Commentary: Let’s Deal With The Drug Issue Decisively
Ghana is a great ally in the global fight against narcotics. It has signed conventions to this effect, and remained committed.
When President John Evans Atta Mills and his ruling National Democratic Congress (NDC) assumed the reins of power in 2009, he re- assured the international community of his government's commitment to help eradicate this menace, which threatens the peace and health of the world. And, he subjects himself to searches at the Kotoka Airport for drugs anytime he travels. He has also ordered his appointees to be screened for drugs anytime they go through immigration formalities.
The True Statesman is happy to note that the Narcotic Control Board (NACOB), the agency that is charged with playing the leadership role in the fight against drugs in the country leaves no stone unturned in this regard; the NACOB staffs do not only thoroughly take travelers through immigration formalities but also hunt dealers out of their hideouts.
Although they have been doing their best to track down the dealers and bring them to justice, the complementary role they need from the judiciary and other agencies to crown their efforts have not been forthcoming.
Many drug dealers have remained on the wanted list for many years now because of lack of co-operation from the bench.
The disappointing situation has come about because, although the criminal code clearly states that suspects in narcotics cases are not entitled to bail, the courts close their eyes to it and allow bail for the accused. And what happens next? On the next adjourned date, the accused is nowhere to be found; he or she has jumped bail.
This is nerve-breaking for NACOB, its staff and all those who make tireless effort to successfully fight the narcotic war.
The recent case in which a committee has been set up to investigate the circumstances in which a substance found to be cocaine turned into a harmless substance, is one questionable ways in which drug cases are handled.
The accused was arrested, and the exhibit for which she was arrested was found to be narcotic. She was then put before court, but was granted bail, contrary to the law.
She ran away from the jurisdiction of the court, and pressure was mounted on the surety and for fear of losing his property, he had to hunt for the accused. He succeeded in getting her back into the country for the trial to continue. It was at this juncture that the banned substance on which she was standing trial turned out to be harmless substance.
This is funny indeed, but one point must be made clear: Just as it is wrong in law to convict an accused using wrong grounds, so it is a travesty of justice for a judge to allow accused to go scot-free for unacceptable reasons.
It must be remembered that it will be difficult to fight crime if the law-enforcement agencies and the courts do not perform their duties faithfully, without fear or favour.
Ghana's image must not be tainted in anyway by the way our security agencies and the courts deal with narcotic cases.
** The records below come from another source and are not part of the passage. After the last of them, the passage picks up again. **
impl CallController {
    pub fn new(
        settings: NegotiatorSettings,
        transport: Arc<dyn SignalingTransport>,
        factory: Arc<dyn ConnectionFactory>,
        device: Arc<dyn CaptureDevice>,
    ) -> Result<Arc<Self>> {
        let events = EventEmitter::new();
        let media = Arc::new(MediaPipeline::new());
        let negotiator = Negotiator::new(
            settings,
            transport.clone(),
            factory,
            media.clone(),
            events.clone(),
        )?;
        let dispatcher = Dispatcher::new(&negotiator, &events)?;

        let inbound = Arc::downgrade(&dispatcher);
        transport.on_receive(Box::new(move |message| match inbound.upgrade() {
            Some(dispatcher) => dispatcher.dispatch(message),
            None => debug!("call controller dropped, inbound message ignored"),
        }));

        info!(local_id = negotiator.local_id(), "call controller ready");
        Ok(Arc::new(Self {
            negotiator,
            dispatcher,
            media,
            device,
            events,
            control: Mutex::new(Control {
                state: CallState::Idle,
                epoch: 0,
                starting: false,
                recorder: None,
                last_recording: None,
            }),
            preview: Mutex::new(None),
        }))
    }

    /// Контроллер поверх реального стека: WebSocket relay + webrtc
    pub async fn connect(config: &Config, device: Arc<dyn CaptureDevice>) -> Result<Arc<Self>> {
        config.validate()?;
        logger::init(&config.logging);
        let transport = WsTransport::connect(&config.relay_url, &config.local_id).await?;
        let factory = Arc::new(RtcConnectionFactory::new(&config.ice_servers)?);
        Self::new(
            NegotiatorSettings::from_config(config),
            transport,
            factory,
            device,
        )
    }

    pub fn local_id(&self) -> &str {
        self.negotiator.local_id()
    }

    pub fn state(&self) -> CallState {
        lock(&self.control).state
    }

    pub fn subscribe(&self) -> broadcast::Receiver<CallEvent> {
        self.events.subscribe()
    }

    pub fn negotiator(&self) -> &Arc<Negotiator> {
        &self.negotiator
    }

    pub fn media(&self) -> &Arc<MediaPipeline> {
        &self.media
    }

    pub fn session_count(&self) -> usize {
        self.negotiator.session_count()
    }

    pub fn dispatcher(&self) -> &Arc<Dispatcher> {
        &self.dispatcher
    }

    /// Захватывает локальное медиа и переводит звонок в Calling.
    /// Ошибка устройства прерывает старт, состояние не меняется.
    pub async fn start(&self, constraints: MediaConstraints) -> Result<Arc<LocalMediaStream>> {
        let epoch = {
            let mut control = lock(&self.control);
            if control.state == CallState::Calling || control.starting {
                return Err(Error::InvalidState("call already started".into()));
            }
            control.starting = true;
            control.epoch
        };

        let acquired = self
            .media
            .acquire_local(self.device.as_ref(), &constraints)
            .await;

        let stream = {
            let mut control = lock(&self.control);
            if control.epoch == epoch {
                control.starting = false;
            }
            match acquired {
                Err(e) => {
                    drop(control);
                    warn!(error = %e, "failed to acquire local media");
                    self.events.emit(CallEvent::DeviceFailed {
                        message: e.to_string(),
                    });
                    return Err(e.into());
                }
                Ok(_) if control.epoch != epoch => {
                    drop(control);
                    self.media.release_local();
                    info!("call terminated while acquiring media");
                    return Err(Error::Cancelled(
                        "call terminated while acquiring media".into(),
                    ));
                }
                Ok(stream) => {
                    control.state = CallState::Calling;
                    self.negotiator.set_accepting(true);
                    stream
                }
            }
        };

        let attached = self.negotiator.attach_local_tracks().await;
        if attached > 0 {
            info!(sessions = attached, "local tracks attached to live sessions");
        }
        let preview = lock(&self.preview).clone();
        if let Some(preview) = preview {
            preview.attach_local(stream.clone(), true);
        }
        self.events.emit(CallEvent::StateChanged {
            state: CallState::Calling,
        });
        info!(stream_id = %stream.id(), "call started");
        Ok(stream)
    }

    /// Исходящий звонок конкретному пиру
    pub async fn call(&self, peer_id: &str) -> Result<Outcome> {
        if self.state() != CallState::Calling {
            return Err(Error::InvalidState(
                "local media not started, call start() first".into(),
            ));
        }
        self.negotiator.start_outbound(peer_id).await
    }

    /// Завершает звонок: запись, локальные треки, все сессии.
    /// Повторный вызов безопасен; `CallEnded` уходит один раз.
    pub async fn terminate(&self, reason: TerminateReason) -> bool {
        let (recorder, previous) = {
            let mut control = lock(&self.control);
            control.epoch += 1;
            control.starting = false;
            let previous = std::mem::replace(&mut control.state, CallState::Ended);
            (control.recorder.take(), previous)
        };

        if let Some(recorder) = recorder {
            let recording = recorder.stop().await;
            let fragments = recording.len();
            lock(&self.control).last_recording = Some(recording);
            self.events
                .emit(CallEvent::RecordingStopped { fragments });
        }
        self.media.release_local();
        self.negotiator.set_accepting(false);
        let closed = self.negotiator.close_all().await;
        self.media.clear_remote();
        self.dispatcher.reset();

        if previous == CallState::Ended {
            debug!(?reason, "call already ended");
            return false;
        }
        info!(?reason, closed, "call ended");
        self.events.emit(CallEvent::StateChanged {
            state: CallState::Ended,
        });
        self.events.emit(CallEvent::CallEnded { reason });
        true
    }

    /// Вкл/выкл исходящих треков только для этого пира
    pub async fn toggle_track_enabled(&self, peer_id: &str) -> Result<Vec<TrackToggle>> {
        let connection = self
            .negotiator
            .connection(peer_id)
            .ok_or_else(|| Error::SessionNotFound(peer_id.to_string()))?;
        let toggled = MediaPipeline::toggle_outbound(connection.as_ref()).await?;
        info!(peer_id, ?toggled, "outbound tracks toggled");
        Ok(toggled)
    }

    pub fn is_speaker_on(&self) -> bool {
        self.media.is_speaker_on()
    }

    /// Динамик: включает/выключает воспроизведение удалённого звука у всех
    /// пиров. Что уходит пирам, не меняется. Возвращает новое состояние.
    pub fn toggle_speaker(&self) -> bool {
        let on = {
            // переключение под блокировкой звонка, чтобы два вызова не слились
            let _control = lock(&self.control);
            let on = !self.media.is_speaker_on();
            let sinks = self.media.set_speaker(on);
            info!(on, sinks, "speaker toggled");
            on
        };
        self.events.emit(CallEvent::SpeakerToggled { on });
        on
    }

    pub fn register_sink(&self, peer_id: &str, sink: Arc<dyn PlaybackSink>) -> usize {
        self.media.register_sink(peer_id, sink)
    }

    pub fn unregister_sink(&self, peer_id: &str) {
        self.media.unregister_sink(peer_id);
    }

    /// Превью всегда без звука, чтобы не было эха
    pub fn set_preview(&self, sink: Arc<dyn PreviewSink>) {
        if let Some(stream) = self.media.local_stream() {
            sink.attach_local(stream, true);
        }
        *lock(&self.preview) = Some(sink);
    }

    pub fn is_recording(&self) -> bool {
        lock(&self.control).recorder.is_some()
    }

    /// Пишет только локальный поток
    pub fn start_recording(&self) -> Result<()> {
        let stream = self
            .media
            .local_stream()
            .ok_or_else(|| Error::InvalidState("no local media to record".into()))?;
        {
            let mut control = lock(&self.control);
            if control.recorder.is_some() {
                return Err(Error::InvalidState("already recording".into()));
            }
            control.recorder = Some(Recorder::start(&stream));
        }
        self.events.emit(CallEvent::RecordingStarted);
        Ok(())
    }

    pub async fn stop_recording(&self) -> Result<Recording> {
        let recorder = lock(&self.control)
            .recorder
            .take()
            .ok_or_else(|| Error::InvalidState("not recording".into()))?;
        let recording = recorder.stop().await;
        lock(&self.control).last_recording = Some(recording.clone());
        self.events.emit(CallEvent::RecordingStopped {
            fragments: recording.len(),
        });
        Ok(recording)
    }

    /// Упаковывает последнюю законченную запись
    pub fn download(&self) -> Result<RecordingArtifact> {
        let control = lock(&self.control);
        let recording = control
            .last_recording
            .as_ref()
            .ok_or_else(|| Error::Recording("nothing recorded yet".into()))?;
        RecordingArtifact::package(recording)
    }
}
Ghana has a good image to project.
It is satisfying that the committee which has been set up to investigate how and when the cocaine turned into sodium biocarbonate, has swung into action and is receiving the needed co-operation.
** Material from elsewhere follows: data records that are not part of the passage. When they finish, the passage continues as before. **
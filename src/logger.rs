use crate::config::LoggingConfig;
use crate::peer::types::IceCandidate;
use tracing::{debug, info};
use tracing_subscriber::{layer::SubscriberExt, util::SubscriberInitExt, EnvFilter};
use webrtc::peer_connection::RTCPeerConnection;

/// Поднимает tracing-subscriber. Повторный вызов ничего не делает.
pub fn init(config: &LoggingConfig) {
    if !config.enabled {
        return;
    }

    let filter = EnvFilter::try_new(&config.filter).unwrap_or_else(|_| EnvFilter::new("info"));
    let _ = tracing_subscriber::registry()
        .with(filter)
        .with(tracing_subscriber::fmt::layer().with_target(true))
        .try_init();
}

/// Печать ICE-candidate при появлении (Trickle-ICE)
pub fn dump_candidate(label: &str, peer_id: &str, cand: &IceCandidate) {
    debug!(
        peer_id,
        candidate = %cand.candidate,
        sdp_mid = ?cand.sdp_mid,
        sdp_mline_index = ?cand.sdp_mline_index,
        "trickle {label}"
    );
}

/// Быстрый снимок getStats → выбранная пара
pub async fn dump_selected_pair(pc: &RTCPeerConnection, peer_id: &str, moment: &str) {
    let stats = pc.get_stats().await;
    for (_, v) in stats.reports {
        if let webrtc::stats::StatsReportType::CandidatePair(pair) = v {
            if pair.nominated {
                info!(
                    peer_id,
                    local = %pair.local_candidate_id,
                    remote = %pair.remote_candidate_id,
                    bytes_sent = pair.bytes_sent,
                    bytes_received = pair.bytes_received,
                    state = ?pair.state,
                    "stats {moment}: selected pair"
                );
            }
        }
    }
}
//! Согласование сессий: offer/answer/candidate для каждого пира.
//!
//! Все продолжения после await проверяют, что (peer_id, generation)
//! всё ещё живая сессия. Иначе результат - `Outcome::Stale`.

use crate::config::Config;
use crate::error::{Error, Result};
use crate::events::{CallEvent, EventEmitter};
use crate::media::MediaPipeline;
use crate::peer::connection::{
    ConnectionContext, ConnectionEvent, ConnectionEvents, ConnectionFactory, ConnectionState,
    PeerConnection,
};
use crate::peer::types::{IceCandidate, SdpKind, SessionDescription};
use crate::session::{NegotiationState, PeerSession, Role, SessionTable};
use crate::signaling::{SignalKind, SignalMessage, SignalingTransport};
use crate::utils::lock;
use std::sync::{Arc, Mutex, MutexGuard, Weak};
use std::time::Duration;
use tokio::runtime::Handle;
use tokio::sync::mpsc;
use tracing::{debug, info, warn};

#[derive(Debug, Clone)]
pub struct NegotiatorSettings {
    pub local_id: String,
    pub negotiation_timeout: Duration,
    pub grace_period: Duration,
    pub max_pending_candidates: usize,
}

impl NegotiatorSettings {
    pub fn from_config(config: &Config) -> Self {
        Self {
            local_id: config.local_id.clone(),
            negotiation_timeout: config.negotiation_timeout(),
            grace_period: config.grace_period(),
            max_pending_candidates: config.max_pending_candidates,
        }
    }
}

#[derive(Debug, Clone, Copy, PartialEq, Eq)]
pub enum DropReason {
    UnknownPeer,
    NotAccepting,
    OfferCollision,
    QueueFull,
}

/// Чем закончилась обработка одного сигнального сообщения
#[derive(Debug, Clone, Copy, PartialEq, Eq)]
pub enum Outcome {
    Answered,
    OfferSent,
    AnswerApplied,
    CandidateApplied,
    CandidateQueued,
    Dropped(DropReason),
    /// Сессию закрыли или заменили, пока шла обработка
    Stale,
}

pub struct Negotiator {
    settings: NegotiatorSettings,
    transport: Arc<dyn SignalingTransport>,
    factory: Arc<dyn ConnectionFactory>,
    media: Arc<MediaPipeline>,
    events: EventEmitter,
    sessions: Mutex<SessionTable>,
    connection_events: mpsc::UnboundedSender<ConnectionEvent>,
}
It is the hope of The True Statesman that the committee will make a thorough investigation into the matter and make far-reaching recommendations as to how to correct the inadequacies of the existing law for the total realization of its objectives and how to stop rogues on the bench and the bar from manipulating the law for their selfish interest.
Meanwhile, The True Statesman appeals to the NACOB and the courts to get the sureties for accused persons who have jumped bail in narcotic cases, to produce the suspects.
The laws of the land must be made to work!